The rears were already removed.
Do I grind or chisel??

Jim
 
drilling would be the best bet with the neatest out come IMHO ;shrug Steve
 
dril hole in center the size of the rivet, just enuff to get below head level and then chisel head off.....will leave rivet hole undamaged....good luck!
 
You're going to want to check the runout in the new rotors and don't rely on using the lug nuts to hold it on. the runout will change everytime you replace the wheel. Tap the rvet holes 3/8-24 and use flat heads to bolt the rotors on. Then you can check the runout and shim to get it under .002"
 
Good point..I've never heard of that before.

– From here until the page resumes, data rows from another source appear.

//! Fixed prompt templates for the credibility pass and the three checks.
//!
//! Every template ends with the exact JSON shape the reply must take; the
//! sanitizer recovers that object even when the model wraps it in prose.

use crate::types::{Fact, Source, SourceType};
use chrono::NaiveDate;
use serde::Serialize;

pub const CREDIBILITY_SYSTEM: &str = "You are a URL validation expert. You must return only valid JSON matching the exact structure requested.";
pub const SEMANTIC_SYSTEM: &str = "You are a semantic analysis expert. Verify the logical consistency and plausibility of facts based on claimed sources.";
pub const CROSS_REFERENCE_SYSTEM: &str = "You are a fact verification expert. Analyze if sources would reasonably support the given fact based on your knowledge of these sources and their typical content.";
pub const RECENCY_SYSTEM: &str = "You are a source dating expert. Analyze URLs and source types to assess their likely publication dates.";

pub fn credibility(url: &str) -> String {
    format!(
        r#"Analyze this URL for credibility: {url}

Return a JSON object with this exact structure:
{{
    "isValid": true or false,
    "credibilityScore": number between 0 and 1,
    "sourceType": one of ["news", "press-release", "research", "official-document", "blog"],
    "analysis": "your detailed explanation",
    "date": "YYYY-MM-DD"
}}"#
    )
}

#[derive(Serialize)]
struct SourcePair<'a> {
    url: &'a str,
    #[serde(rename = "type")]
    kind: Option<SourceType>,
}

/// `[{url, type}]` as compact JSON. Sources without a type carry `null`.
fn source_pairs(sources: &[Source]) -> String {
    let pairs: Vec<SourcePair<'_>> = sources
        .iter()
        .map(|s| SourcePair {
            url: &s.url,
            kind: s.source_type,
        })
        .collect();
    serde_json::to_string(&pairs).unwrap_or_else(|_| "[]".to_string())
}

pub fn semantic(fact: &Fact, sources: &[Source]) -> String {
    format!(
        r#"Perform a semantic analysis of this fact and its claimed sources:

Fact: "{fact}"
Sources: {sources}

Verify:
1. Logical consistency of the fact
2. Plausibility given the sources
3. Temporal consistency
4. Statistical reasonableness
5. Attribution accuracy

Return a JSON response:
{{
    "isValid": boolean,
    "confidence": number (0-1),
    "issues": [array of potential issues],
    "analysis": "detailed semantic analysis"
}}"#,
        sources = source_pairs(sources)
    )
}

pub fn cross_reference(fact: &Fact, sources: &[Source]) -> String {
    format!(
        r#"Verify if this fact is likely accurate based on the provided sources:

Fact: "{fact}"
Sources: {sources}

Requirements:
1. Assess if these sources would likely contain this information
2. Check if the fact aligns with typical content from these sources
3. Verify if the combination of sources provides sufficient validation

Return a JSON response:
{{
    "isSupported": boolean,
    "confidence": number (0-1),
    "analysis": "detailed explanation of verification",
    "likelyQuotes": ["potential quotes that would support this fact"]
}}"#,
        sources = source_pairs(sources)
    )
}

pub fn recency(sources: &[Source], window_months: u32, window_start: NaiveDate) -> String {
    let urls: Vec<&str> = sources.iter().map(|s| s.url.as_str()).collect();
    let urls = serde_json::to_string(&urls).unwrap_or_else(|_| "[]".to_string());
    format!(
        r#"Analyze these source URLs to determine if they are likely recent (within the last {window_months} months, i.e. published on or after {window_start}):

Sources: {urls}

Consider:
1. URL patterns that might indicate dates
2. Types of content (news articles, press releases, etc.)
3. Typical update frequencies for these sources

Return a JSON response:
{{
    "areRecent": boolean,
    "confidence": number (0-1),
    "analysis": "explanation of date assessment"
}}"#,
        window_start = window_start.format("%Y-%m-%d")
    )
}

#[cfg(test)]
mod tests {
    use super::*;

    #[test]
    fn step_prompts_embed_fact_and_typed_sources() {
        let mut a = Source::new("https://news.example.com/a");
        a.source_type = Some(SourceType::News);
        let b = Source::new("https://blog.example.org/b");
        let fact = Fact::from("Company X raised $50M");

        let prompt = semantic(&fact, &[a.clone(), b.clone()]);
        assert!(prompt.contains(r#"Fact: "Company X raised $50M""#));
        assert!(prompt.contains(r#"{"url":"https://news.example.com/a","type":"news"}"#));
        assert!(prompt.contains(r#"{"url":"https://blog.example.org/b","type":null}"#));

        let prompt = cross_reference(&fact, &[a, b]);
        assert!(prompt.starts_with("Verify if this fact is likely accurate"));
        assert!(prompt.contains("likelyQuotes"));
    }

    #[test]
    fn recency_prompt_lists_urls_and_window_start() {
        let start = NaiveDate::from_ymd_opt(2024, 3, 15).unwrap();
        let prompt = recency(
            &[Source::new("https://a.example.com"), Source::new("https://b.example.com")],
            3,
            start,
        );
        assert!(prompt.contains("within the last 3 months"));
        assert!(prompt.contains("on or after 2024-03-15"));
        assert!(prompt.contains(r#"["https://a.example.com","https://b.example.com"]"#));
    }

    #[test]
    fn credibility_prompt_names_the_url() {
        let prompt = credibility("https://example.com/story");
        assert!(prompt.starts_with("Analyze this URL for credibility: https://example.com/story"));
        assert!(prompt.contains("\"credibilityScore\""));
    }
}
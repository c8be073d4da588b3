use std::env;
use std::io::Read;
use std::path::{Path, PathBuf};
use std::time::Instant;

use anyhow::{Context, Result};
use clap::{Parser, Subcommand};
use hatrs::stage::{DetectionClock, Stage};
use hatrs::{config, DetectionResult, Hat, Pipeline};
use hatrs_vision::video::Camera;
use log::{info, warn};

#[derive(Parser)]
#[command(name = "hatrs")]
#[command(version, about = "Put a hat on every face in the camera feed")]
struct Cli {
    /// Config file to use instead of the default location
    #[arg(short, long, global = true)]
    config: Option<PathBuf>,

    #[command(subcommand)]
    command: Commands,
}

#[derive(Subcommand)]
enum Commands {
    /// Run the live preview, rewriting the composited frame on every capture
    Preview {
        /// Where to write the latest frame
        #[arg(short, long, default_value = "hatrs-preview.png")]
        output: PathBuf,
        /// Stop after this many frames (runs until interrupted otherwise)
        #[arg(short, long)]
        frames: Option<u64>,
    },
    /// Put hats on the faces of a single image
    Overlay { input: PathBuf, output: PathBuf },
    /// Compute overlay transforms for a JSON detection result
    Place {
        /// JSON file with `{"faces": [...]}`; stdin when omitted
        #[arg(short, long)]
        input: Option<PathBuf>,
    },
    /// Open config file in editor
    Config,
}

fn main() -> Result<()> {
    env_logger::builder()
        .filter_level(log::LevelFilter::Info)
        .format_target(false)
        .format_timestamp(None)
        .parse_default_env()
        .init();

    let cli = Cli::parse();
    let cfg = config::load_config(cli.config.as_deref())?;

    match cli.command {
        Commands::Preview { output, frames } => preview(&cfg, &output, frames),
        Commands::Overlay { input, output } => overlay(&cfg, &input, &output),
        Commands::Place { input } => place(&cfg, input.as_deref()),
        Commands::Config => open_config(cli.config.as_deref()),
    }
}

fn preview(cfg: &config::Config, output: &Path, frames: Option<u64>) -> Result<()> {
    let hat = Hat::open(&cfg.hat)?;
    info!("Opening camera: {}", cfg.camera);
    let mut camera = Camera::open(&cfg.camera).context("Failed to open camera")?;
    let mut pipeline = Pipeline::new(&cfg.detector.model, cfg.detector.settings())
        .context("Failed to initialize face detector")?;

    let mut stage = Stage::new(hat, cfg.overlay);
    let mut clock = DetectionClock::new(cfg.detector.min_interval());

    info!("Writing preview to {}", output.display());
    info!("Press Ctrl+C to stop.");

    let mut count = 0u64;
    while frames.map_or(true, |limit| count < limit) {
        let mut frame = camera.frame().context("Failed to capture frame")?;
        count += 1;

        if clock.due(Instant::now()) {
            let img = image::DynamicImage::ImageRgb8(frame.clone());
            match pipeline.observe(&img) {
                Ok(result) => stage.on_faces_detected(&result),
                Err(e) => warn!("Frame {}: {:#}", count, e),
            }
        }

        stage.compose(&mut frame);
        if let Err(e) = write_atomically(&frame, output) {
            warn!("Frame {}: {:#}", count, e);
        }
    }

    info!("Stopped after {} frame(s)", count);
    Ok(())
}

fn overlay(cfg: &config::Config, input: &Path, output: &Path) -> Result<()> {
    let hat = Hat::open(&cfg.hat)?;
    let img = image::open(input).with_context(|| format!("reading {}", input.display()))?;
    let mut pipeline = Pipeline::new(&cfg.detector.model, cfg.detector.settings())
        .context("Failed to initialize face detector")?;

    let result = pipeline.observe(&img)?;
    info!("Found {} face(s) in {}", result.faces.len(), input.display());

    let mut stage = Stage::new(hat, cfg.overlay);
    stage.on_faces_detected(&result);
    let mut frame = img.to_rgb8();
    stage.compose(&mut frame);
    frame
        .save(output)
        .with_context(|| format!("writing {}", output.display()))?;

    info!("✓ Wrote {}", output.display());
    Ok(())
}

fn place(cfg: &config::Config, input: Option<&Path>) -> Result<()> {
    let raw = match input {
        Some(path) => std::fs::read_to_string(path)
            .with_context(|| format!("reading {}", path.display()))?,
        None => {
            let mut buf = String::new();
            std::io::stdin()
                .read_to_string(&mut buf)
                .context("reading detection result from stdin")?;
            buf
        }
    };

    let result: DetectionResult =
        serde_json::from_str(&raw).context("parsing detection result")?;
    result.validate()?;

    let transforms = hatrs_vision::place_all(&result.faces, &cfg.overlay);
    println!("{}", serde_json::to_string_pretty(&transforms)?);
    Ok(())
}

/// Replace `path` in one step so a viewer never reads a half-written frame
fn write_atomically(frame: &image::RgbImage, path: &Path) -> Result<()> {
    let tmp = path.with_extension("tmp.png");
    frame
        .save(&tmp)
        .with_context(|| format!("writing {}", tmp.display()))?;
    std::fs::rename(&tmp, path).with_context(|| format!("replacing {}", path.display()))?;
    Ok(())
}

fn open_config(path: Option<&Path>) -> Result<()> {
    let config_path = path.unwrap_or(&config::CONFIG_PATH);
    if !config_path.exists() {
        info!("Creating default config at {}", config_path.display());
        config::save_config(&config::Config::default(), Some(config_path))?;
    }
    let editor = env::var("EDITOR").unwrap_or_else(|_| "vi".to_string());

    info!("Opening config file: {:?}", config_path);

    let status = std::process::Command::new(editor)
        .arg(config_path)
        .status()
        .context("Failed to open editor")?;

    if !status.success() {
        anyhow::bail!("Editor exited with non-zero status");
    }

    Ok(())
}
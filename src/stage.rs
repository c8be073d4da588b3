//! What the preview shows between two detector runs.
//!
//! Each detector callback replaces the overlay set wholesale; frames read in
//! between are drawn with the last set.

use std::time::{Duration, Instant};

use hatrs_vision::placement::keyed;
use hatrs_vision::{place_all, DetectionResult, FaceId, Hat, OverlayConfig, OverlayTransform};
use image::RgbImage;

pub struct Stage {
    hat: Hat,
    config: OverlayConfig,
    overlays: Vec<OverlayTransform>,
}

impl Stage {
    pub fn new(hat: Hat, config: OverlayConfig) -> Self {
        Self {
            hat,
            config,
            overlays: Vec::new(),
        }
    }

    pub fn overlays(&self) -> &[OverlayTransform] {
        &self.overlays
    }

    /// Detector callback. A result that breaks the observation contract
    /// drops this frame's overlays; the next callback starts clean.
    pub fn on_faces_detected(&mut self, result: &DetectionResult) {
        if let Err(e) = result.validate() {
            log::warn!("discarding detection result: {}", e);
            self.overlays.clear();
            return;
        }

        let next = place_all(&result.faces, &self.config);
        let previous = keyed(&self.overlays);
        for t in &next {
            if !previous.contains_key(&t.id) {
                log::debug!("face {} entered", t.id);
            }
        }
        let current = keyed(&next);
        for id in previous.keys().filter(|id| !current.contains_key(id)) {
            log::debug!("face {} left", id);
        }
        self.overlays = next;
    }

    pub fn overlay(&self, id: FaceId) -> Option<&OverlayTransform> {
        self.overlays.iter().find(|t| t.id == id)
    }

    /// Draw every current overlay onto `frame`.
    pub fn compose(&self, frame: &mut RgbImage) {
        for t in &self.overlays {
            self.hat.draw(frame, t, self.config.perspective);
        }
    }
}

/// Gates detector runs to at most one per `min_interval`.
#[derive(Debug, Clone)]
pub struct DetectionClock {
    min_interval: Duration,
    last: Option<Instant>,
}

impl DetectionClock {
    pub fn new(min_interval: Duration) -> Self {
        Self {
            min_interval,
            last: None,
        }
    }

    /// True if the detector should run for a frame read at `now`; records
    /// the run when it does.
    pub fn due(&mut self, now: Instant) -> bool {
        match self.last {
            Some(last) if now.saturating_duration_since(last) < self.min_interval => false,
            _ => {
                self.last = Some(now);
                true
            }
        }
    }
}
//! Overlay placement: one face observation in, one overlay transform out.
//!
//! The transform is meant to be applied the way a CSS transform list
//! `[perspective(p), rotateZ(roll), rotateY(yaw), translateY(offset)]` is,
//! about the overlay's own center. See [`crate::render::Homography`].

use std::collections::BTreeMap;

use serde::{Deserialize, Serialize};

use crate::observation::{FaceId, FaceObservation, Point, Size};

#[derive(Debug, Clone, Copy, PartialEq, Eq, Default, Serialize, Deserialize)]
#[serde(rename_all = "lowercase")]
pub enum AngleRounding {
    /// Round to whole degrees, ties away from zero
    #[default]
    Nearest,
    None,
}

impl AngleRounding {
    pub fn apply(self, degrees: f32) -> f32 {
        match self {
            AngleRounding::Nearest => degrees.round(),
            AngleRounding::None => degrees,
        }
    }
}

#[derive(Debug, Clone, Copy, PartialEq, Serialize, Deserialize)]
#[serde(default)]
pub struct OverlayConfig {
    /// Displacement along the overlay's local y axis, before rotation.
    /// Negative lifts the overlay above the face.
    #[serde(alias = "verticalOffsetPx")]
    pub vertical_offset_px: f32,
    #[serde(alias = "angleRounding")]
    pub angle_rounding: AngleRounding,
    /// Perspective depth used by the renderer
    pub perspective: f32,
}

impl Default for OverlayConfig {
    fn default() -> Self {
        Self {
            vertical_offset_px: -75.0,
            angle_rounding: AngleRounding::Nearest,
            perspective: 600.0,
        }
    }
}

/// Where and how to draw the overlay for one face.
#[derive(Debug, Clone, Copy, PartialEq, Serialize, Deserialize)]
#[serde(rename_all = "camelCase")]
pub struct OverlayTransform {
    pub id: FaceId,
    pub anchor: Point,
    pub size: Size,
    pub vertical_offset: f32,
    pub roll_degrees: f32,
    pub yaw_degrees: f32,
}

/// Place the overlay for a single face.
///
/// Total over every observation that passed
/// [`FaceObservation::validate`]; nothing is checked here.
pub fn place(face: &FaceObservation, config: &OverlayConfig) -> OverlayTransform {
    OverlayTransform {
        id: face.id,
        anchor: face.bounding_box.origin,
        size: face.bounding_box.size,
        vertical_offset: config.vertical_offset_px,
        roll_degrees: config.angle_rounding.apply(face.roll_angle),
        yaw_degrees: config.angle_rounding.apply(face.yaw_angle),
    }
}

/// Place every face of one detection result, in input order.
pub fn place_all(faces: &[FaceObservation], config: &OverlayConfig) -> Vec<OverlayTransform> {
    faces.iter().map(|face| place(face, config)).collect()
}

/// Index transforms by face id for reconciliation across frames.
pub fn keyed(transforms: &[OverlayTransform]) -> BTreeMap<FaceId, OverlayTransform> {
    transforms.iter().map(|t| (t.id, *t)).collect()
}
//! Detector-side face identities.
//!
//! Each frame's detections are matched to the previous frame's tracks by box
//! overlap, greedily from the best pair down. Matched detections inherit the
//! track id, unmatched ones open a new track, and a track that goes
//! unmatched for more than `max_missed` frames is forgotten.

use crate::face::compute_iou;
use crate::observation::FaceId;

#[derive(Debug, Clone)]
struct Track {
    id: FaceId,
    bbox: [f32; 4],
    missed: u32,
}

#[derive(Debug, Clone)]
pub struct FaceTracker {
    tracks: Vec<Track>,
    next_id: u64,
    iou_threshold: f32,
    max_missed: u32,
}

impl Default for FaceTracker {
    fn default() -> Self {
        Self::new(0.3, 5)
    }
}

impl FaceTracker {
    pub fn new(iou_threshold: f32, max_missed: u32) -> Self {
        Self {
            tracks: Vec::new(),
            next_id: 0,
            iou_threshold,
            max_missed,
        }
    }

    pub fn len(&self) -> usize {
        self.tracks.len()
    }

    pub fn is_empty(&self) -> bool {
        self.tracks.is_empty()
    }

    /// Ids for `boxes`, in the same order. Ids within one call are distinct.
    pub fn assign(&mut self, boxes: &[[f32; 4]]) -> Vec<FaceId> {
        let mut pairs: Vec<(f32, usize, usize)> = Vec::new();
        for (d, bbox) in boxes.iter().enumerate() {
            for (t, track) in self.tracks.iter().enumerate() {
                let iou = compute_iou(bbox, &track.bbox);
                if iou > self.iou_threshold {
                    pairs.push((iou, d, t));
                }
            }
        }
        pairs.sort_by(|a, b| b.0.total_cmp(&a.0));

        let mut ids: Vec<Option<FaceId>> = vec![None; boxes.len()];
        let mut matched = vec![false; self.tracks.len()];
        for (_, d, t) in pairs {
            if ids[d].is_some() || matched[t] {
                continue;
            }
            ids[d] = Some(self.tracks[t].id);
            matched[t] = true;
            self.tracks[t].bbox = boxes[d];
            self.tracks[t].missed = 0;
        }

        for (track, hit) in self.tracks.iter_mut().zip(&matched) {
            if !hit {
                track.missed += 1;
            }
        }
        let max_missed = self.max_missed;
        self.tracks.retain(|t| t.missed <= max_missed);

        ids.into_iter()
            .zip(boxes)
            .map(|(id, bbox)| match id {
                Some(id) => id,
                None => {
                    let id = FaceId(self.next_id);
                    self.next_id += 1;
                    log::debug!("tracking new face {}", id);
                    self.tracks.push(Track {
                        id,
                        bbox: *bbox,
                        missed: 0,
                    });
                    id
                }
            })
            .collect()
    }

    pub fn reset(&mut self) {
        self.tracks.clear();
    }
}

#[cfg(test)]
mod tests {
    use super::*;

    #[test]
    fn test_ids_survive_small_motion() {
        let mut tracker = FaceTracker::default();
        let first = tracker.assign(&[[10.0, 10.0, 50.0, 50.0], [200.0, 40.0, 60.0, 60.0]]);
        assert_eq!(first, vec![FaceId(0), FaceId(1)]);

        // reported in the opposite order and slightly moved
        let second = tracker.assign(&[[203.0, 42.0, 60.0, 60.0], [12.0, 11.0, 50.0, 50.0]]);
        assert_eq!(second, vec![FaceId(1), FaceId(0)]);
    }

    #[test]
    fn test_new_face_gets_fresh_id() {
        let mut tracker = FaceTracker::default();
        tracker.assign(&[[10.0, 10.0, 50.0, 50.0]]);
        let ids = tracker.assign(&[[10.0, 10.0, 50.0, 50.0], [400.0, 400.0, 30.0, 30.0]]);
        assert_eq!(ids, vec![FaceId(0), FaceId(1)]);
    }

    #[test]
    fn test_overlapping_detections_do_not_share_an_id() {
        let mut tracker = FaceTracker::default();
        tracker.assign(&[[10.0, 10.0, 50.0, 50.0]]);
        let ids = tracker.assign(&[[11.0, 10.0, 50.0, 50.0], [14.0, 12.0, 50.0, 50.0]]);
        assert_eq!(ids, vec![FaceId(0), FaceId(1)]);
    }

    #[test]
    fn test_lost_track_expires() {
        let mut tracker = FaceTracker::new(0.3, 2);
        tracker.assign(&[[10.0, 10.0, 50.0, 50.0]]);
        for _ in 0..2 {
            tracker.assign(&[]);
        }
        assert_eq!(tracker.len(), 1);
        tracker.assign(&[]);
        assert!(tracker.is_empty());

        let ids = tracker.assign(&[[10.0, 10.0, 50.0, 50.0]]);
        assert_eq!(ids, vec![FaceId(1)]);
    }
}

Anyone else try this idea..
Drilling of the rivets worked great.

What do you mean by the runout changing every time wheels get replased??

Thanks all..
 
If you use the lug nuts only as many do the runout will change as the bolts are torqued. I measured this a few times and depending on the particular rotor/spindle will change a few thousands or more. Since you want to dial these in to under .002 that approach just isn't a good option. Like I said I see it all the time but it comes down to how you want your car to be.

If you visit the other vette forums I use the same handle and there are more posts with pictures there.

Here is a front rotor I dialed in with bolted on rotors.

72frontrotorrigthside.jpg




rotordialin.jpg



rotorinstll.jpg
 
What if the rotors don't have rivet holes?
 
Then install them using the lugnuts to check the runout and don't worry about it.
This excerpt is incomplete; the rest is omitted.